# TASK PROMPT
From the line containing "if state.attempts_made >= self.backoff.max_retries" through the final line of the records, reproduce every line exactly.

# RECORDS FOR THIS TASK

■ ■ ■ ■

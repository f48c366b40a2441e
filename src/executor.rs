use std::{
    future::Future,
    panic::{catch_unwind, AssertUnwindSafe},
    pin::Pin,
    sync::Arc,
    time::Duration,
};

use tokio::time::{sleep, timeout};

use crate::{
    completion::Completer,
    retry::{Decision, RetryPolicy, RetryState},
    transport::Attempt,
    Error, FailureNotifier, QueueOptions, RequestDescriptor, RequestState, Response, Result,
    Transport, TransportError,
};

/// Boxed unit of work handed to the queue manager.
pub(crate) type Job = Pin<Box<dyn Future<Output = ()> + Send + 'static>>;

/// Drives one request through attempts until it succeeds or fails for good.
pub(crate) struct RequestExecutor<T> {
    transport: Arc<T>,
    policy: RetryPolicy,
    default_timeout: Duration,
    retry_enabled: bool,
    notifier: Option<FailureNotifier>,
}

impl<T: Transport> RequestExecutor<T> {
    pub(crate) fn new(transport: Arc<T>, options: QueueOptions) -> Result<Self> {
        options.validate()?;
        let policy = RetryPolicy::new(options.backoff.clone())?;
        Ok(Self::assemble(transport, options, policy))
    }

    /// Executor with [`QueueOptions::default`], which always validate.
    pub(crate) fn with_defaults(transport: Arc<T>) -> Self {
        Self::assemble(transport, QueueOptions::default(), RetryPolicy::default())
    }

    fn assemble(transport: Arc<T>, options: QueueOptions, policy: RetryPolicy) -> Self {
        Self {
            transport,
            policy,
            default_timeout: Duration::from_millis(options.timeout_ms),
            retry_enabled: options.retry_enabled,
            notifier: options.connection_error_handler,
        }
    }

    pub(crate) fn policy(&self) -> &RetryPolicy {
        &self.policy
    }

    pub(crate) fn transport(&self) -> &Arc<T> {
        &self.transport
    }

    /// Packages `descriptor` into a job that resolves `completer` when done.
    pub(crate) fn job(self: Arc<Self>, descriptor: RequestDescriptor, completer: Completer) -> Job {
        Box::pin(async move {
            let outcome = self.execute(&descriptor).await;
            completer.complete(outcome);
        })
    }

    /// Runs attempts for `descriptor`, retrying transient failures per policy.
    pub(crate) async fn execute(&self, descriptor: &RequestDescriptor) -> Result<Response> {
        let budget = descriptor.timeout.unwrap_or(self.default_timeout);
        let retry_enabled = descriptor.retry_enabled.unwrap_or(self.retry_enabled);
        let notifier = descriptor.on_failure.as_ref().or(self.notifier.as_ref());

        let mut state = RequestState::Pending;
        let mut retry = RetryState::new();

        loop {
            transition(&mut state, RequestState::InFlight);
            let attempt = Attempt::prepare(descriptor, retry.attempts_made + 1, budget);

            #[cfg(feature = "tracing")]
            tracing::debug!(
                method = %attempt.method,
                url = %attempt.url,
                attempt = attempt.number,
                "dispatching request"
            );

            let (failure, classification) = match self.submit(&attempt).await {
                Ok(response) if !response.is_error() => {
                    transition(&mut state, RequestState::Succeeded);
                    return Ok(response);
                }
                Ok(response) => {
                    let classification = self.policy.classify(None, Some(&response));
                    (Error::Http(response), classification)
                }
                Err(err) => {
                    let classification = self.policy.classify(Some(&err), None);
                    (Error::Transport(err), classification)
                }
            };

            match self.policy.decide(classification, &retry, retry_enabled) {
                Decision::Fail { exhausted } => {
                    transition(&mut state, RequestState::FailedTerminal);
                    if !exhausted {
                        return Err(failure);
                    }

                    #[cfg(feature = "tracing")]
                    tracing::warn!(
                        url = %descriptor.url,
                        retries = retry.attempts_made,
                        error = %failure,
                        "retries exhausted"
                    );

                    return Err(Error::Exhausted {
                        attempts: attempt.number,
                        last: Box::new(failure),
                        class: classification.class,
                    });
                }
                Decision::Retry { wait } => {
                    transition(&mut state, RequestState::RetryScheduled);
                    if let Some(notifier) = notifier {
                        notify(notifier, &failure);
                    }
                    let wait_ms = u64::try_from(wait.as_millis()).unwrap_or(u64::MAX);
                    retry.record(wait_ms);

                    #[cfg(feature = "tracing")]
                    tracing::debug!(
                        url = %descriptor.url,
                        retry = retry.attempts_made,
                        class = ?classification.class,
                        "retrying request after {} ms",
                        wait_ms
                    );

                    sleep(wait).await;
                }
            }
        }
    }

    /// Submits one attempt under its deadline; expiry drops the in-flight future.
    async fn submit(&self, attempt: &Attempt) -> std::result::Result<Response, TransportError> {
        match timeout(attempt.timeout, self.transport.submit(attempt)).await {
            Ok(outcome) => outcome,
            Err(_) => {
                let timeout_ms = u64::try_from(attempt.timeout.as_millis()).unwrap_or(u64::MAX);
                Err(TransportError::timeout(timeout_ms))
            }
        }
    }
}

fn transition(state: &mut RequestState, next: RequestState) {
    debug_assert!(
        state.can_transition_to(next),
        "illegal request transition {state:?} -> {next:?}"
    );
    *state = next;
}

/// Reports a retried failure; a panicking callback must not stall the request.
fn notify(notifier: &FailureNotifier, failure: &Error) {
    if catch_unwind(AssertUnwindSafe(|| notifier.notify(failure))).is_err() {
        #[cfg(feature = "tracing")]
        tracing::warn!(error = %failure, "failure notifier panicked");
    }
}

#[cfg(test)]
mod tests {
    use std::{
        collections::VecDeque,
        sync::{
            atomic::{AtomicUsize, Ordering},
            Arc, Mutex,
        },
        time::Duration,
    };

    use super::RequestExecutor;
    use crate::{
        retry::FailureClass, transport::Attempt, BackoffConfig, Error, QueueOptions,
        RequestDescriptor, Response, Transport, TransportError, TransportErrorKind,
    };

    type Step = std::result::Result<Response, TransportError>;

    /// Replays canned outcomes and records every attempt it sees.
    struct Scripted {
        steps: Mutex<VecDeque<Step>>,
        seen: Mutex<Vec<Attempt>>,
    }

    impl Scripted {
        fn new(steps: Vec<Step>) -> Self {
            Self {
                steps: Mutex::new(steps.into()),
                seen: Mutex::new(Vec::new()),
            }
        }
    }

    impl Transport for Scripted {
        async fn submit(&self, attempt: &Attempt) -> Step {
            self.seen.lock().expect("lock").push(attempt.clone());
            let step = self.steps.lock().expect("lock").pop_front();
            step.unwrap_or_else(|| Ok(Response::new(200, "default")))
        }
    }

    fn options(max_retries: usize) -> QueueOptions {
        QueueOptions {
            retry_enabled: true,
            backoff: BackoffConfig {
                max_retries,
                ..BackoffConfig::default()
            }
            .with_override(|_| 1),
            ..QueueOptions::default()
        }
    }

    fn reset() -> Step {
        Err(TransportError::new(TransportErrorKind::ConnectionReset, "reset"))
    }

    #[tokio::test]
    async fn retries_preserve_descriptor_state() {
        let executor = RequestExecutor::new(
            Arc::new(Scripted::new(vec![reset(), Ok(Response::new(503, "busy"))])),
            options(5),
        )
        .expect("options must be valid");
        let descriptor = RequestDescriptor::put("http://svc/items/1")
            .try_header("x-request-id", "42")
            .expect("header must parse")
            .text("body")
            .timeout(Duration::from_millis(250));

        let response = executor.execute(&descriptor).await.expect("third attempt succeeds");
        assert_eq!(response.text(), "default");

        let seen = executor.transport().seen.lock().expect("lock").clone();
        assert_eq!(seen.len(), 3);
        for (index, attempt) in seen.iter().enumerate() {
            assert_eq!(attempt.number, index + 1);
            assert_eq!(attempt.headers, seen[0].headers);
            assert_eq!(attempt.payload, seen[0].payload);
            assert_eq!(attempt.timeout, Duration::from_millis(250));
        }
    }

    #[tokio::test]
    async fn panicking_notifier_does_not_block_completion() {
        let calls = Arc::new(AtomicUsize::new(0));
        let counter = Arc::clone(&calls);
        let executor = RequestExecutor::new(Arc::new(Scripted::new(vec![reset()])), options(3))
            .expect("options must be valid");
        let descriptor = RequestDescriptor::get("http://svc").on_failure(move |_| {
            counter.fetch_add(1, Ordering::SeqCst);
            panic!("notifier exploded");
        });

        let response = executor.execute(&descriptor).await.expect("retry succeeds");
        assert_eq!(response.status, 200);
        assert_eq!(calls.load(Ordering::SeqCst), 1);
    }

    #[tokio::test]
    async fn client_notifier_is_fallback_for_requests_without_one() {
        let client_calls = Arc::new(AtomicUsize::new(0));
        let request_calls = Arc::new(AtomicUsize::new(0));
        let counter = Arc::clone(&client_calls);
        let executor = RequestExecutor::new(
            Arc::new(Scripted::new(vec![
                reset(),
                Ok(Response::new(200, "ok")),
                reset(),
            ])),
            options(3).with_connection_error_handler(move |_| {
                counter.fetch_add(1, Ordering::SeqCst);
            }),
        )
        .expect("options must be valid");

        executor
            .execute(&RequestDescriptor::get("http://svc"))
            .await
            .expect("retry succeeds");
        assert_eq!(client_calls.load(Ordering::SeqCst), 1);

        let counter = Arc::clone(&request_calls);
        executor
            .execute(&RequestDescriptor::get("http://svc").on_failure(move |_| {
                counter.fetch_add(1, Ordering::SeqCst);
            }))
            .await
            .expect("retry succeeds");
        assert_eq!(client_calls.load(Ordering::SeqCst), 1);
        assert_eq!(request_calls.load(Ordering::SeqCst), 1);
    }

    #[tokio::test]
    async fn zero_retries_exhausts_on_first_transient_failure() {
        let executor = RequestExecutor::new(Arc::new(Scripted::new(vec![reset()])), options(0))
            .expect("options must be valid");

        let err = executor
            .execute(&RequestDescriptor::get("http://svc"))
            .await
            .expect_err("no retries allowed");
        match err {
            Error::Exhausted { attempts, last, class } => {
                assert_eq!(attempts, 1);
                assert!(matches!(*last, Error::Transport(_)));
                assert_eq!(class, FailureClass::TransientNetwork);
            }
            other => panic!("expected exhaustion, got {other:?}"),
        }
    }

    #[tokio::test]
    async fn opted_in_internal_server_error_exhausts_as_transient() {
        let mut opted_in = options(2);
        opted_in.backoff.retry_internal_server_error = true;
        let executor = RequestExecutor::new(
            Arc::new(Scripted::new(
                (0..3).map(|_| Ok(Response::new(500, "boom"))).collect(),
            )),
            opted_in,
        )
        .expect("options must be valid");

        let err = executor
            .execute(&RequestDescriptor::get("http://svc"))
            .await
            .expect_err("500 never clears");
        assert!(err.is_exhausted());
        assert_eq!(err.status(), Some(500));
        assert_eq!(err.class(), Some(FailureClass::TransientServer));
        assert_eq!(executor.transport().seen.lock().expect("lock").len(), 3);
    }

    #[test]
    fn default_executor_matches_validated_defaults() {
        let defaults = RequestExecutor::with_defaults(Arc::new(Scripted::new(Vec::new())));
        let validated =
            RequestExecutor::new(Arc::new(Scripted::new(Vec::new())), QueueOptions::default())
                .expect("defaults must validate");

        assert_eq!(defaults.default_timeout, validated.default_timeout);
        assert_eq!(defaults.retry_enabled, validated.retry_enabled);
        assert_eq!(defaults.policy().max_retries(), validated.policy().max_retries());
        assert!(defaults.notifier.is_none());
    }
}
//! Failure classification and backoff computation.

use std::time::Duration;

use crate::{BackoffConfig, Result, Response, TransportError, TransportErrorKind};

/// Gateway and availability statuses that are always worth retrying.
const GATEWAY_STATUSES: [u16; 3] = [502, 503, 504];

/// Coarse category of a failed attempt.
#[derive(Clone, Copy, Debug, PartialEq, Eq, Hash)]
pub enum FailureClass {
    /// Connection reset, connection timeout, DNS or socket timeout.
    TransientNetwork,
    /// Gateway or availability status (502, 503, 504).
    TransientServer,
    /// Local deadline passed before any response arrived.
    TransientClientTimeout,
    /// Any other explicit HTTP error status.
    TerminalServer,
    /// A transport failure that retrying will not fix.
    TerminalTransport,
}

impl FailureClass {
    pub fn is_transient(self) -> bool {
        matches!(
            self,
            Self::TransientNetwork | Self::TransientServer | Self::TransientClientTimeout
        )
    }

    pub(crate) fn of_transport(kind: TransportErrorKind) -> Self {
        match kind {
            TransportErrorKind::ConnectionReset
            | TransportErrorKind::ConnectionTimeout
            | TransportErrorKind::AddressResolution
            | TransportErrorKind::SocketTimeout
            | TransportErrorKind::CrossOriginDenied => Self::TransientNetwork,
            TransportErrorKind::Timeout => Self::TransientClientTimeout,
            TransportErrorKind::Other => Self::TerminalTransport,
        }
    }

    pub(crate) fn of_status(status: u16, retry_internal_server_error: bool) -> Self {
        if GATEWAY_STATUSES.contains(&status) || (retry_internal_server_error && status == 500) {
            Self::TransientServer
        } else {
            Self::TerminalServer
        }
    }
}

/// Result of [`RetryPolicy::classify`].
#[derive(Clone, Copy, Debug, PartialEq, Eq)]
pub struct Classification {
    pub class: FailureClass,
    pub retryable: bool,
}

impl Classification {
    fn new(class: FailureClass) -> Self {
        Self {
            class,
            retryable: class.is_transient(),
        }
    }
}

/// Per-request retry counters.
///
/// Created at the first attempt and dropped with the request, so concurrent
/// requests never see each other's counts.
#[derive(Clone, Copy, Debug, Default, PartialEq, Eq)]
pub struct RetryState {
    pub attempts_made: usize,
    pub last_wait_ms: u64,
}

impl RetryState {
    pub fn new() -> Self {
        Self::default()
    }

    /// Records a scheduled retry.
    pub(crate) fn record(&mut self, wait_ms: u64) {
        self.attempts_made += 1;
        self.last_wait_ms = wait_ms;
    }
}

/// What the executor should do after a failed attempt.
#[derive(Clone, Copy, Debug, PartialEq, Eq)]
pub enum Decision {
    Retry { wait: Duration },
    Fail { exhausted: bool },
}

/// Immutable retry policy built from a validated [`BackoffConfig`].
#[derive(Clone, Debug)]
pub struct RetryPolicy {
    backoff: BackoffConfig,
}

impl Default for RetryPolicy {
    fn default() -> Self {
        Self {
            backoff: BackoffConfig::default(),
        }
    }
}

impl RetryPolicy {
    pub fn new(backoff: BackoffConfig) -> Result<Self> {
        backoff.validate()?;
        Ok(Self { backoff })
    }

    pub fn max_retries(&self) -> usize {
        self.backoff.max_retries
    }

    /// Classifies the outcome of one attempt.
    ///
    /// A transport error wins over a response; a response alone is judged by
    /// its status.
    pub fn classify(
        &self,
        error: Option<&TransportError>,
        response: Option<&Response>,
    ) -> Classification {
        if let Some(err) = error {
            return Classification::new(FailureClass::of_transport(err.kind));
        }
        match response {
            Some(response) => Classification::new(FailureClass::of_status(
                response.status,
                self.backoff.retry_internal_server_error,
            )),
            None => Classification::new(FailureClass::TerminalTransport),
        }
    }

    /// Milliseconds to wait before retry number `retry_count` (0-based).
    pub fn next_wait_ms(&self, retry_count: usize) -> u64 {
        if let Some(override_wait) = &self.backoff.override_wait {
            return override_wait.wait_ms(retry_count);
        }
        let exponent = i32::try_from(retry_count).unwrap_or(i32::MAX);
        let wait = (self.backoff.initial_timeout_ms as f64)
            * self.backoff.growth_factor.powi(exponent);
        if wait.is_finite() && wait < u64::MAX as f64 {
            wait.round() as u64
        } else {
            u64::MAX
        }
    }

    /// Turns a classification into a retry or a terminal failure.
    pub fn decide(
        &self,
        classification: Classification,
        state: &RetryState,
        retry_enabled: bool,
    ) -> Decision {
        if !retry_enabled || !classification.retryable {
            return Decision::Fail { exhausted: false };
        }
        if state.attempts_made >= self.backoff.max_retries {
            return Decision::Fail { exhausted: true };
        }
        Decision::Retry {
            wait: Duration::from_millis(self.next_wait_ms(state.attempts_made)),
        }
    }
}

■ ■ ■ ■

# SOLUTION TO THIS EXERCISE
        if state.attempts_made >= self.backoff.max_retries {
            return Decision::Fail { exhausted: true };
        }
        Decision::Retry {
            wait: Duration::from_millis(self.next_wait_ms(state.attempts_made)),
        }
    }
}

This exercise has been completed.